### What you have to do
The answer must be a single number, namely how many lines in the entries below contain the string "ImageClassifier".

### Data
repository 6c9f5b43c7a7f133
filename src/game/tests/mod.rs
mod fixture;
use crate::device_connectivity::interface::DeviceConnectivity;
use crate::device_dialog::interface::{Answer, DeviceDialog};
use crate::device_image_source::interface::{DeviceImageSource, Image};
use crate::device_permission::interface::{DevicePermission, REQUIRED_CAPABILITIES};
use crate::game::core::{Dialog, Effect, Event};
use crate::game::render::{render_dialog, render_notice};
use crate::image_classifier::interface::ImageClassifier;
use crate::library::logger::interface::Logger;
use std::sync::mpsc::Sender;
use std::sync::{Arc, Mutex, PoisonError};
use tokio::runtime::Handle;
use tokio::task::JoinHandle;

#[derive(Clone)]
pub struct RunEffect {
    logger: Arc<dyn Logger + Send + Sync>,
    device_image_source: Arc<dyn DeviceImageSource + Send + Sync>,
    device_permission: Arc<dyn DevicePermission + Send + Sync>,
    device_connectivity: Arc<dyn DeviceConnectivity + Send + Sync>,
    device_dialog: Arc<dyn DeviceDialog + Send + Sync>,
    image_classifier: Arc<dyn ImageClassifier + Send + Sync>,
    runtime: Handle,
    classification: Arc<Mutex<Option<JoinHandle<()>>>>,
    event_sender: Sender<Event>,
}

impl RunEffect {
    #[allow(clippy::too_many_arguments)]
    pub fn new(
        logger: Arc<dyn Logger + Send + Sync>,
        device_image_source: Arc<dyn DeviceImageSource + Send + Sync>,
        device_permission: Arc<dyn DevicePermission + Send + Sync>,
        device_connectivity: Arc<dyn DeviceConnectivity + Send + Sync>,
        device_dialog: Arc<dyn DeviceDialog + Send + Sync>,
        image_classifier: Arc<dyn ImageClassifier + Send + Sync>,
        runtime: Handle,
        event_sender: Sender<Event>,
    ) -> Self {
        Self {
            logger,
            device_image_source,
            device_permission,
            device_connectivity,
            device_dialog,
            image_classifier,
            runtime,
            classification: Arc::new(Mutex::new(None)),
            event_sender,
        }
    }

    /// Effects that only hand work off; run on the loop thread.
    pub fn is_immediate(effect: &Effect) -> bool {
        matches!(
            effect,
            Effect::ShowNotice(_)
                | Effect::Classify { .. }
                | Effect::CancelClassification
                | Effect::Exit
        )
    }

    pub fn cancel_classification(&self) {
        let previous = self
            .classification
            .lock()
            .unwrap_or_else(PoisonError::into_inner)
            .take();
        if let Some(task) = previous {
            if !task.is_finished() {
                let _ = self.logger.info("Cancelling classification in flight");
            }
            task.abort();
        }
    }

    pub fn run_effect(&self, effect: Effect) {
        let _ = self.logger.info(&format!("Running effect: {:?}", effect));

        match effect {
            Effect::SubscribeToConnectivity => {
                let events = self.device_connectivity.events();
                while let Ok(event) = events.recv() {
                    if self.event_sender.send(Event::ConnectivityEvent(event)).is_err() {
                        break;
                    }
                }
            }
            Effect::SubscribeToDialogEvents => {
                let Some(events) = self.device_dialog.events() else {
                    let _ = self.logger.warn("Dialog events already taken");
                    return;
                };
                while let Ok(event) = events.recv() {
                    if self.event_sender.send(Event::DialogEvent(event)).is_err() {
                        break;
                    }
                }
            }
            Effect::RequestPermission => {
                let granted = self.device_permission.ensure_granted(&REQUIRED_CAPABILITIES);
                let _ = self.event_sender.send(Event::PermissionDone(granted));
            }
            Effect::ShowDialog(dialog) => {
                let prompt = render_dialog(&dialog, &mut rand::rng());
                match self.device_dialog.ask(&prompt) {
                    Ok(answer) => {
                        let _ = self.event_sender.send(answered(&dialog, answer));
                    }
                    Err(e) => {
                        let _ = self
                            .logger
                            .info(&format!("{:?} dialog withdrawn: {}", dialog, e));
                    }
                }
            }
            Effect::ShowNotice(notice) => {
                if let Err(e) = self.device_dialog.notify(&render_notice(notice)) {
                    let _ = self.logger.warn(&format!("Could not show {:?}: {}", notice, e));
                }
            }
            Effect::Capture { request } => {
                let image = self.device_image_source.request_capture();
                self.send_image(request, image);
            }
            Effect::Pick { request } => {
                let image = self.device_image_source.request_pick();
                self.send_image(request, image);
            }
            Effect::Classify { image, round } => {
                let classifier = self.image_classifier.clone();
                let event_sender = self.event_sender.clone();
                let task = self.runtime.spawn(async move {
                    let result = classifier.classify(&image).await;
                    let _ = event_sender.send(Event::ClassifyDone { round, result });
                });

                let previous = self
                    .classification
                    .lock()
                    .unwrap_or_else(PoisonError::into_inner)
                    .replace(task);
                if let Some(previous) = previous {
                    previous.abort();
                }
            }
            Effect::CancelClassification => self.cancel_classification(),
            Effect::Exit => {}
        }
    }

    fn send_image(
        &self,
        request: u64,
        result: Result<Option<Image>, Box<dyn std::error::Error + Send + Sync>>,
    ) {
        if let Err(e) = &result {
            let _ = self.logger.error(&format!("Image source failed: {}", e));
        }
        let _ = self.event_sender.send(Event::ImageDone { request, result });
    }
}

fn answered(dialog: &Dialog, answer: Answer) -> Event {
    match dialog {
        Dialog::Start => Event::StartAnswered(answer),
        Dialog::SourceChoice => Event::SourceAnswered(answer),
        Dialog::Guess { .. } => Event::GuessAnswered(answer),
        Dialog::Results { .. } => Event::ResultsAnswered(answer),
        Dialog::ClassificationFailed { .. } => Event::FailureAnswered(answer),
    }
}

### Answer section
3